[Stored data entries]
use tracing::info;

use podgate_core::constants::{CREATE_ARTIFACT_COST, DELETE_ARTIFACT_COST};
use podgate_core::context::AuthContext;
use podgate_core::error::GateError;
use podgate_core::handler::{CheckResult, DeliverResult, Handler};
use podgate_core::kv::KvStore;
use podgate_core::msg::{CreateArtifactMsg, DeleteArtifactMsg, Metadata, Msg};
use podgate_core::tx::Tx;
use podgate_core::types::Address;

use podgate_engine::router::Router;

use crate::model::{bucket, Artifact};

/// Register artifact message handlers with the dispatch table.
pub fn register_routes(r: &mut Router) {
    r.handle("artifacts/create", Box::new(CreateArtifactHandler::new()));
    r.handle("artifacts/delete", Box::new(DeleteArtifactHandler::new()));
}

// ── CreateArtifactHandler ────────────────────────────────────────────────────

pub struct CreateArtifactHandler {
    bucket: podgate_store::ModelBucket<Artifact>,
}

impl CreateArtifactHandler {
    pub fn new() -> Self {
        Self { bucket: bucket() }
    }

    /// Common pre-processing between Check and Deliver. Returns the message
    /// with the owner resolved: an explicit owner must be present in the
    /// auth context, an empty one is assigned to the main signer.
    fn validate(
        &self,
        ctx: &AuthContext,
        tx: &Tx,
    ) -> Result<(CreateArtifactMsg, Address), GateError> {
        let msg = match &tx.msg {
            Msg::CreateArtifact(m) => m.clone(),
            other => {
                return Err(GateError::Invalid(format!(
                    "unexpected message for route: {}",
                    other.path()
                )))
            }
        };
        msg.validate()?;

        let owner = match msg.owner {
            Some(owner) => {
                if !ctx.has_address(&owner) {
                    return Err(GateError::Unauthorized("owner's signature required".into()));
                }
                owner
            }
            None => ctx
                .main_signer()
                .ok_or_else(|| GateError::Unauthorized("transaction has no signer".into()))?,
        };
        Ok((msg, owner))
    }
}

impl Default for CreateArtifactHandler {
    fn default() -> Self {
        Self::new()
    }
}

impl Handler for CreateArtifactHandler {
    fn check(
        &self,
        ctx: &AuthContext,
        _store: &mut dyn KvStore,
        tx: &Tx,
    ) -> Result<CheckResult, GateError> {
        self.validate(ctx, tx)?;
        Ok(CheckResult::with_gas(CREATE_ARTIFACT_COST))
    }

    fn deliver(
        &self,
        ctx: &AuthContext,
        store: &mut dyn KvStore,
        tx: &Tx,
    ) -> Result<DeliverResult, GateError> {
        let (msg, owner) = self.validate(ctx, tx)?;

        let artifact = Artifact {
            metadata: Metadata::new(),
            image: msg.image.clone(),
            checksum: msg.checksum,
            owner,
        };
        self.bucket
            .put(store, Some(msg.image.as_bytes()), &artifact)?;
        info!(image = %msg.image, owner = %owner, "stored artifact");

        Ok(DeliverResult::with_data(msg.image.into_bytes()))
    }
}

// ── DeleteArtifactHandler ────────────────────────────────────────────────────

pub struct DeleteArtifactHandler {
    bucket: podgate_store::ModelBucket<Artifact>,
}

impl DeleteArtifactHandler {
    pub fn new() -> Self {
        Self { bucket: bucket() }
    }

    /// Loads the artifact and requires its owner in the auth context.
    fn validate(
        &self,
        ctx: &AuthContext,
        store: &dyn KvStore,
        tx: &Tx,
    ) -> Result<DeleteArtifactMsg, GateError> {
        let msg = match &tx.msg {
            Msg::DeleteArtifact(m) => m.clone(),
            other => {
                return Err(GateError::Invalid(format!(
                    "unexpected message for route: {}",
                    other.path()
                )))
            }
        };
        msg.validate()?;

        let artifact = self.bucket.one(store, msg.image.as_bytes())?;
        if !ctx.has_address(&artifact.owner) {
            return Err(GateError::Unauthorized("owner's signature required".into()));
        }
        Ok(msg)
    }
}

impl Default for DeleteArtifactHandler {
    fn default() -> Self {
        Self::new()
    }
}

impl Handler for DeleteArtifactHandler {
    fn check(
        &self,
        ctx: &AuthContext,
        store: &mut dyn KvStore,
        tx: &Tx,
    ) -> Result<CheckResult, GateError> {
        self.validate(ctx, store, tx)?;
        Ok(CheckResult::with_gas(DELETE_ARTIFACT_COST))
    }

    fn deliver(
        &self,
        ctx: &AuthContext,
        store: &mut dyn KvStore,
        tx: &Tx,
    ) -> Result<DeliverResult, GateError> {
        let msg = self.validate(ctx, store, tx)?;
        self.bucket.delete(store, msg.image.as_bytes())?;
        info!(image = %msg.image, "deleted artifact");
        Ok(DeliverResult::default())
    }
}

▸ **TASK INSTRUCTIONS**:
Go through the entries and return each line where the word "bucket" occurs.

▸ **ANSWER TO THE EXERCISE**:
use crate::model::{bucket, Artifact};
    bucket: podgate_store::ModelBucket<Artifact>,
        Self { bucket: bucket() }
        self.bucket
    bucket: podgate_store::ModelBucket<Artifact>,
        Self { bucket: bucket() }
        let artifact = self.bucket.one(store, msg.image.as_bytes())?;
        self.bucket.delete(store, msg.image.as_bytes())?;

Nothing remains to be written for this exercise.